Apple, Nike, Citigroup and a few hundred other Fortune 500 companies have created a whopping 7,827 offshore shell companies to stash nearly $2 trillion in places like Bermuda and the Cayman Islands in order to avoid paying U.S. taxes, according to a new report from the U.S. Public Interest Research Group and Citizens for Tax Justice, advocacy groups pushing for tax reform. The amount of cash offshore has doubled since 2008.
All this sheltering costs the U.S. Treasury an estimated $90 billion in lost revenue per year, according to Kimberly Clausing of Reed College, cited in the report.
Not all of these numbers are new, but some of the details in the report are, including the striking number of tax-haven subsidiaries, which were created by just 362 companies.
The study marks the latest attempt by tax-reform advocates to estimate how much money U.S companies are stashing abroad, and how much taxpayers suffer as a result. Because only a relative few companies fully report how much they benefit from shelters, the report's authors pulled other tax-related information from regulatory filings to calculate the sums held overseas.
The 30 companies with the most money money officially booked offshore for tax purposes collectively operate 1,357 subsidiaries, according to the study. Apple, General Electric, Microsoft, Pfizer and Merck have stashed away the most offshore cash: more than $400 billion all told, with Apple alone accounting for $111 billion of that.
Such maneuvering is made possible under U.S. tax law that lets domestic companies hold profits earned abroad offshore indefinitely. As a result, many U.S. companies establish shell operations in low-tax countries, and then devise ways to shift profits to those entities.
Nike, for example, has licensed the trademarks for some of its products to 12 subsidiaries in Bermuda, to which it then pays royalties, according to the report. Several of those subsidiaries have the same names as Nike shoes, including an operation called "Air Max Limited" and one called "Nike Flight."
Pharmaceutical companies often follow a similar route: selling or licensing patents on medications to foreign subsidiaries, and then paying those subsidiaries big fees in order to lower their domestic tax burden.

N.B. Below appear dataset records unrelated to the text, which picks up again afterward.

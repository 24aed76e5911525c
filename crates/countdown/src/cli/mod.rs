//! CLI definition and command handling

pub mod commands;
pub mod output;

use std::path::{Path, PathBuf};
use std::sync::Arc;

use anyhow::Context;
use clap::{Parser, Subcommand};
use countdown_core::config::{load_config, load_config_or_default, validate_config, Config};
use countdown_tasks::{Pipeline, TaskReporterRegistry, TestKind};
use tracing::{debug, info};

use commands::{
    BuildCommand, CompletionsCommand, CoverageCommand, ExclusionsCommand, InitCommand,
    RegressionCommand, TestCommand,
};
use output::ConsoleReporter;

/// Countdown - parallel build, test and coverage driver for Go codebases
#[derive(Debug, Parser)]
#[command(name = "countdown")]
#[command(author, version, about, long_about = None)]
#[command(propagate_version = true)]
pub struct Cli {
    /// Enable verbose output
    #[arg(short, long, global = true)]
    pub verbose: bool,

    /// Suppress output except errors
    #[arg(short, long, global = true)]
    pub quiet: bool,

    /// Output format
    #[arg(long, global = true, default_value = "text")]
    pub format: OutputFormat,

    /// Working directory
    #[arg(short = 'C', long, global = true)]
    pub directory: Option<PathBuf>,

    /// Configuration file (searched for from the working directory by default)
    #[arg(long, global = true)]
    pub config: Option<PathBuf>,

    #[command(subcommand)]
    pub command: Commands,
}

/// Output format for CLI
#[derive(Debug, Clone, Copy, Default, PartialEq, Eq, clap::ValueEnum)]
pub enum OutputFormat {
    /// Human-readable text output
    #[default]
    Text,
    /// JSON output
    Json,
}

/// Available commands
#[derive(Debug, Subcommand)]
pub enum Commands {
    /// Write a default configuration file
    Init(InitCommand),

    /// Build every unit
    Build(BuildCommand),

    /// Run unit tests
    Test(TestCommand),

    /// Run unit tests under the data-race detector
    Race(TestCommand),

    /// Run benchmarks
    Bench(TestCommand),

    /// Run integration tests against built binaries
    Integration(TestCommand),

    /// Run tests with coverage and merge the profiles
    Coverage(CoverageCommand),

    /// Run integration tests against binaries mixed from a snapshot and a fresh build
    Regression(RegressionCommand),

    /// List the active exclusion rules
    Exclusions(ExclusionsCommand),

    /// Generate shell completions
    Completions(CompletionsCommand),
}

impl Cli {
    /// Execute the CLI command, returning the process exit code
    pub fn execute(self) -> anyhow::Result<i32> {
        // Change to specified directory if provided
        if let Some(dir) = &self.directory {
            std::env::set_current_dir(dir)
                .with_context(|| format!("cannot change to {}", dir.display()))?;
        }

        match self.command {
            Commands::Init(ref cmd) => cmd.execute(&self),
            Commands::Build(ref cmd) => cmd.execute(&self),
            Commands::Test(ref cmd) => cmd.execute(&self, TestKind::Go),
            Commands::Race(ref cmd) => cmd.execute(&self, TestKind::Race),
            Commands::Bench(ref cmd) => cmd.execute(&self, TestKind::Bench),
            Commands::Integration(ref cmd) => cmd.execute(&self, TestKind::Integration),
            Commands::Coverage(ref cmd) => cmd.execute(&self),
            Commands::Regression(ref cmd) => cmd.execute(&self),
            Commands::Exclusions(ref cmd) => cmd.execute(&self),
            Commands::Completions(ref cmd) => cmd.execute(&self),
        }
    }

    /// Whether human-readable progress should be printed
    pub fn interactive(&self) -> bool {
        !self.quiet && self.format == OutputFormat::Text
    }

    /// Load and validate the configuration for `cwd`
    pub fn load_config(&self, cwd: &Path) -> anyhow::Result<Config> {
        let config = match &self.config {
            Some(path) => load_config(path)?,
            None => {
                let (config, path) = load_config_or_default(cwd)?;
                match path {
                    Some(path) => debug!(path = %path.display(), "loaded configuration"),
                    None => info!("no configuration file found, using defaults"),
                }
                config
            }
        };
        validate_config(&config)?;
        Ok(config)
    }

    /// A pipeline over `config` rooted at `cwd`, reporting to tracing and the console
    pub fn pipeline(&self, config: Config, cwd: &Path) -> Pipeline {
        let mut reporters = TaskReporterRegistry::new();
        if self.interactive() {
            reporters.register(ConsoleReporter::new(self.verbose));
        }
        Pipeline::from_config(config, cwd).with_reporter(Arc::new(reporters))
    }
}
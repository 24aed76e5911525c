//! Countdown - parallel build, test and coverage driver

mod cli;
mod exit_codes;

use clap::Parser;
use tracing_subscriber::{layer::SubscriberExt, util::SubscriberInitExt, EnvFilter, Layer};

use cli::{output, Cli};

fn main() {
    let guard = init_tracing();

    let cli = Cli::parse();
    let code = match cli.execute() {
        Ok(code) => code,
        Err(err) => {
            tracing::error!(error = %format!("{:#}", err), "command failed");
            output::error(&format!("{:#}", err));
            exit_codes::for_error(&err)
        }
    };

    // flush the file log before exiting
    drop(guard);
    std::process::exit(code);
}

/// Set up tracing with two layers:
/// - Console: controlled by RUST_LOG (default: warn)
/// - File: always debug-level JSON to ~/.countdown/logs/
fn init_tracing() -> Option<tracing_appender::non_blocking::WorkerGuard> {
    let console_filter =
        EnvFilter::try_from_default_env().unwrap_or_else(|_| EnvFilter::new("warn"));

    if let Some(log_dir) = log_directory() {
        let file_appender = tracing_appender::rolling::daily(&log_dir, "countdown.log");
        let (non_blocking, guard) = tracing_appender::non_blocking(file_appender);

        tracing_subscriber::registry()
            .with(
                tracing_subscriber::fmt::layer()
                    .with_target(false)
                    .with_writer(std::io::stderr)
                    .with_filter(console_filter),
            )
            .with(
                tracing_subscriber::fmt::layer()
                    .json()
                    .with_writer(non_blocking)
                    .with_target(true)
                    .with_filter(EnvFilter::new("debug")),
            )
            .init();

        return Some(guard);
    }

    // Fallback: console only
    tracing_subscriber::registry()
        .with(
            tracing_subscriber::fmt::layer()
                .with_target(false)
                .with_writer(std::io::stderr)
                .with_filter(console_filter),
        )
        .init();

    None
}

/// Returns the log directory path, creating it if needed.
fn log_directory() -> Option<std::path::PathBuf> {
    let log_dir = dirs::home_dir()?.join(".countdown").join("logs");
    std::fs::create_dir_all(&log_dir).ok()?;
    Some(log_dir)
}
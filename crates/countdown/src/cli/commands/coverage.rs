//! Coverage command

use clap::Args;
use countdown_report::report_path;
use countdown_tasks::CoverageOptions;
use tracing::info;

use super::{print_run_header, runtime, RunArgs};
use crate::cli::{output, Cli};
use crate::exit_codes;

/// Run the tests of every unit with coverage enabled
#[derive(Debug, Args)]
pub struct CoverageCommand {
    #[command(flatten)]
    pub run: RunArgs,
}

impl CoverageCommand {
    pub fn execute(&self, cli: &Cli) -> anyhow::Result<i32> {
        runtime()?.block_on(self.execute_async(cli))
    }

    async fn execute_async(&self, cli: &Cli) -> anyhow::Result<i32> {
        let cwd = std::env::current_dir()?;
        let mut config = cli.load_config(&cwd)?;
        if let Some(ref dir) = self.run.report_dir {
            config.reports.dir = dir.clone();
        }

        let name = self.run.name_or("coverage");
        info!(name = %name, units = ?self.run.units, "executing coverage command");
        print_run_header(cli, "Collecting coverage...", &name, &self.run);

        let opts = CoverageOptions::new()
            .with_selectors(self.run.units.clone())
            .with_workers(self.run.workers);
        let pipeline = cli.pipeline(config, &cwd);
        let result = pipeline.coverage(&name, &opts).await?;

        if cli.interactive() {
            let path = report_path(&pipeline.report_dir(), "cobertura", &name);
            if path.exists() {
                output::info(&format!(
                    "Coverage report: {}",
                    output::path_style().apply_to(path.display())
                ));
            }
        }
        output::print_run_result(cli, &name, &result)?;
        Ok(exit_codes::for_status(result.status))
    }
}
//! Countdown Report - xUnit and Cobertura reporting
//!
//! This crate turns raw tool output into a report model, writes that model
//! as xUnit XML, and merges per-unit coverage profiles into a single
//! Cobertura report.

pub mod coverage;
pub mod gotest;
pub mod junit;
pub mod model;

pub use coverage::{write_cobertura, CoverageProfile};
pub use gotest::{parse_output, ParseError, MAX_LINE_LEN};
pub use junit::{report_path, to_xml, write_report};
pub use model::{Failure, TestCase, TestSuite};
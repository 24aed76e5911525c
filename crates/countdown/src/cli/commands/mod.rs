//! CLI commands

mod build;
mod completions;
mod coverage;
mod exclusions;
mod init;
mod regression;
mod test;

pub use build::BuildCommand;
pub use completions::CompletionsCommand;
pub use coverage::CoverageCommand;
pub use exclusions::ExclusionsCommand;
pub use init::InitCommand;
pub use regression::RegressionCommand;
pub use test::TestCommand;

use std::path::PathBuf;

use clap::Args;

use crate::cli::{output, Cli};

/// Arguments shared by every run command
#[derive(Debug, Clone, Args)]
pub struct RunArgs {
    /// Units to run (defaults to the configured universe)
    pub units: Vec<String>,

    /// Number of parallel workers (defaults to the number of CPUs)
    #[arg(short = 'j', long)]
    pub workers: Option<usize>,

    /// Report name (`tests_<name>.xml`)
    #[arg(long)]
    pub name: Option<String>,

    /// Directory receiving the reports
    #[arg(long)]
    pub report_dir: Option<PathBuf>,
}

impl RunArgs {
    /// Report name, falling back to `default`
    pub fn name_or(&self, default: &str) -> String {
        self.name.clone().unwrap_or_else(|| default.to_string())
    }
}

/// Print what is about to run
fn print_run_header(cli: &Cli, title: &str, name: &str, args: &RunArgs) {
    if !cli.interactive() {
        return;
    }
    println!();
    println!("{}", output::header(title));
    println!("{}", output::key_value("Name", name));
    if !args.units.is_empty() {
        println!("{}", output::key_value("Units", &args.units.join(" ")));
    }
    if let Some(workers) = args.workers {
        println!("{}", output::key_value("Workers", &workers.to_string()));
    }
    if let Some(ref dir) = args.report_dir {
        println!(
            "{}",
            output::key_value(
                "Reports",
                &output::path_style().apply_to(dir.display()).to_string()
            )
        );
    }
    println!();
}

/// Create the runtime the async pipelines run on
fn runtime() -> anyhow::Result<tokio::runtime::Runtime> {
    Ok(tokio::runtime::Runtime::new()?)
}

After the report was released, The Tax Foundation, a libertarian-leaning tax nonprofit, blasted it as inaccurate. "The report reiterates misleading claims based on a flawed data source and contradicts IRS data," the group said in press releases. The Tax Foundation said the report relies on a too-broad definition of tax haven and a too-small sample of corporate tax filings.
But the claim by Citizens for Tax Justice and U.S. PIRG that domestic companies realize huge tax savings with the help of clever tax lawyers is not unique to those organizations.
A U.S. Senate report last year found that Apple had paid next to nothing on profits it has booked offshore. Between 2009 and 2012 the company shielded at least $74 billion in profits from U.S. tax authorities by routing the cash through Ireland, the Senate report found.
Citizens for Tax Justice and U.S. PIRG estimate that Apple has parked $111 billion offshore. The company is technically not permitted to spend that cash domestically, but for this rule, too, there is a loophole. The company recently borrowed $17 billion to fund a stock buyback. The offshore cash hoard let the company borrow at extra-low rates, according to one analysis.
An even easier work-around to the rule requiring that companies keep cash offshore if they want to avoid U.S. taxation is to just ignore that rule. The Wall Street Journal reported last year that several companies, including Google and Microsoft, are keeping more than three-quarters of the cash held by foreign subsidiaries in U.S. banks, held in U.S. dollars or parked in U.S. government and corporate securities.
Updated with a response from the Tax Foundation.